His attacks on globalism, China, free trade, the UN, NATO, climate change and finally the scientists who warned him of the devastating effects of the COVID-19 pandemic solidified his base of mainly less educated middle aged white workers, who were becoming increasingly frustrated and angry at the huge demographic shifts that the US had seen in the last two to three decades while, at the same time, seeing their blue collar jobs move to China. Trump touched a raw nerve and was able to put together a motley voter base that included Evangelicals, white supremacists and angry middle-aged white workers.

Trump used Islamophobia to drum up support from his base while demonising China for stealing American jobs and later for spreading the virus. His anti-immigrant rhetoric was the icing on the cake along with his promise to build a wall along the borders with Mexico. His populist, divisive, fear mongering style endeared him to many, who overlooked his personal and moral track record. It was a bleak moment in America’s history; one fueled by fear, anxiety and a clear departure from universal American values.

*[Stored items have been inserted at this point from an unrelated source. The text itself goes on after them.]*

impl Notification {
    pub fn kind(&self) -> NotificationKind {
        match self {
            Notification::NewAccount { .. } => NotificationKind::NewAccount,
            Notification::CanceledAccount { .. } => NotificationKind::CanceledAccount,
            Notification::BillingInfoUpdated { .. } => NotificationKind::BillingInfoUpdated,
            Notification::ReactivatedAccount { .. } => NotificationKind::ReactivatedAccount,
            Notification::NewSubscription { .. } => NotificationKind::NewSubscription,
            Notification::UpdatedSubscription { .. } => NotificationKind::UpdatedSubscription,
            Notification::CanceledSubscription { .. } => NotificationKind::CanceledSubscription,
            Notification::ExpiredSubscription { .. } => NotificationKind::ExpiredSubscription,
            Notification::RenewedSubscription { .. } => NotificationKind::RenewedSubscription,
            Notification::SuccessfulPayment { .. } => NotificationKind::SuccessfulPayment,
            Notification::FailedPayment { .. } => NotificationKind::FailedPayment,
            Notification::SuccessfulRefund { .. } => NotificationKind::SuccessfulRefund,
            Notification::VoidPayment { .. } => NotificationKind::VoidPayment,
            Notification::FraudInfoUpdated { .. } => NotificationKind::FraudInfoUpdated,
            Notification::NewInvoice { .. } => NotificationKind::NewInvoice,
            Notification::ClosedInvoice { .. } => NotificationKind::ClosedInvoice,
            Notification::PastDueInvoice { .. } => NotificationKind::PastDueInvoice,
        }
    }

    pub fn account(&self) -> &Account {
        match self {
            Notification::NewAccount { account }
            | Notification::CanceledAccount { account }
            | Notification::BillingInfoUpdated { account }
            | Notification::ReactivatedAccount { account, .. }
            | Notification::NewSubscription { account, .. }
            | Notification::UpdatedSubscription { account, .. }
            | Notification::CanceledSubscription { account, .. }
            | Notification::ExpiredSubscription { account, .. }
            | Notification::RenewedSubscription { account, .. }
            | Notification::SuccessfulPayment { account, .. }
            | Notification::FailedPayment { account, .. }
            | Notification::SuccessfulRefund { account, .. }
            | Notification::VoidPayment { account, .. }
            | Notification::FraudInfoUpdated { account, .. }
            | Notification::NewInvoice { account, .. }
            | Notification::ClosedInvoice { account, .. }
            | Notification::PastDueInvoice { account, .. } => account,
        }
    }

    pub fn subscription(&self) -> Option<&Subscription> {
        match self {
            Notification::ReactivatedAccount { subscription, .. }
            | Notification::NewSubscription { subscription, .. }
            | Notification::UpdatedSubscription { subscription, .. }
            | Notification::CanceledSubscription { subscription, .. }
            | Notification::ExpiredSubscription { subscription, .. }
            | Notification::RenewedSubscription { subscription, .. } => Some(subscription),
            _ => None,
        }
    }

    pub fn transaction(&self) -> Option<&Transaction> {
        match self {
            Notification::SuccessfulPayment { transaction, .. }
            | Notification::FailedPayment { transaction, .. }
            | Notification::SuccessfulRefund { transaction, .. }
            | Notification::VoidPayment { transaction, .. }
            | Notification::FraudInfoUpdated { transaction, .. } => Some(transaction),
            _ => None,
        }
    }

    pub fn invoice(&self) -> Option<&Invoice> {
        match self {
            Notification::NewInvoice { invoice, .. }
            | Notification::ClosedInvoice { invoice, .. }
            | Notification::PastDueInvoice { invoice, .. } => Some(invoice),
            _ => None,
        }
    }

    /// Decodes the entities of `kind` from a cursor positioned just inside the
    /// notification's root element.
    fn decode_body(kind: NotificationKind, cursor: &mut XmlCursor<'_>) -> Result<Self, DecodeError> {
        let account = Account::decode(cursor)?;
        let notification = match kind {
            NotificationKind::NewAccount => Notification::NewAccount { account },
            NotificationKind::CanceledAccount => Notification::CanceledAccount { account },
            NotificationKind::BillingInfoUpdated => Notification::BillingInfoUpdated { account },
            NotificationKind::ReactivatedAccount => Notification::ReactivatedAccount {
                account,
                subscription: Subscription::decode(cursor)?,
            },
            NotificationKind::NewSubscription => Notification::NewSubscription {
                account,
                subscription: Subscription::decode(cursor)?,
            },
            NotificationKind::UpdatedSubscription => Notification::UpdatedSubscription {
                account,
                subscription: Subscription::decode(cursor)?,
            },
            NotificationKind::CanceledSubscription => Notification::CanceledSubscription {
                account,
                subscription: Subscription::decode(cursor)?,
            },
            NotificationKind::ExpiredSubscription => Notification::ExpiredSubscription {
                account,
                subscription: Subscription::decode(cursor)?,
            },
            NotificationKind::RenewedSubscription => Notification::RenewedSubscription {
                account,
                subscription: Subscription::decode(cursor)?,
            },
            NotificationKind::SuccessfulPayment => Notification::SuccessfulPayment {
                account,
                transaction: Transaction::decode(cursor)?,
            },
            NotificationKind::FailedPayment => Notification::FailedPayment {
                account,
                transaction: Transaction::decode(cursor)?,
            },
            NotificationKind::SuccessfulRefund => Notification::SuccessfulRefund {
                account,
                transaction: Transaction::decode(cursor)?,
            },
            NotificationKind::VoidPayment => Notification::VoidPayment {
                account,
                transaction: Transaction::decode(cursor)?,
            },
            NotificationKind::FraudInfoUpdated => Notification::FraudInfoUpdated {
                account,
                transaction: Transaction::decode(cursor)?,
            },
            NotificationKind::NewInvoice => Notification::NewInvoice {
                account,
                invoice: Invoice::decode(cursor)?,
            },
            NotificationKind::ClosedInvoice => Notification::ClosedInvoice {
                account,
                invoice: Invoice::decode(cursor)?,
            },
            NotificationKind::PastDueInvoice => Notification::PastDueInvoice {
                account,
                invoice: Invoice::decode(cursor)?,
            },
        };
        Ok(notification)
    }
}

But even if Trump is going down Trumpism is not. With 70 million people voting for him even when more than 230,000 Americans had succumbed to COVID-19, even when the economy had shed millions of jobs and millions of Americans are unable to pay their rent, keep a job or pay their health insurance premiums, his populist dogma will live on. It will take years for the country to come together. Even out of office, Trump will continue to play the victim and peddle conspiracy theories.

Biden was never an ideal or a charismatic candidate. But he will bring back civility to the office of the presidency; a sure and trusted choice. The American people; those who loathed the Trump era, wanted to restore dignity, tolerance and a balanced leadership. So did the world! America remains the leading global force and its influence on regional politics cannot be discounted.

It remains to be seen if Biden will be able to steer American politics, both domestic and foreign, from Trump’s trajectory. Without a majority in the Senate he will have a tough time appointing his key staff. We know that he will cancel many of Trump’s Executive Orders through ones of his own. The US will rejoin the Paris Climate Agreement and will renegotiate a way to save the Iran nuclear deal. We know that he will restore aid to the Palestinians and UNRWA and revive the two-state solution, putting an end to the “Deal of the Century” . And we know that he will work with the rest of the world in fighting the pandemic; giving scientists a crucial say in what to do.

But his attempts to roll back some of Trump’s audacious achievements will be stymied. Without a majority in the Senate will not be able to confront one of Trump’s lasting legacies which is the packing of the US Supreme Court with a majority of Conservative judges. The Green New Deal, a progressive agenda, will be blocked by Conservatives for being too far on the left.

Biden may still be able to restore bi-partisanship on other issues. The Republican Party will have to rid itself of Trump’s most stinging stigmas. The US under Biden will be embroiled in domestic challenges. But the world will breathe a sigh of relief that the tide of Trumpism, for now, has been checked. America needs a reprieve and so does the world!

Osama Al Sharif is a journalist and political commentator based in Amman.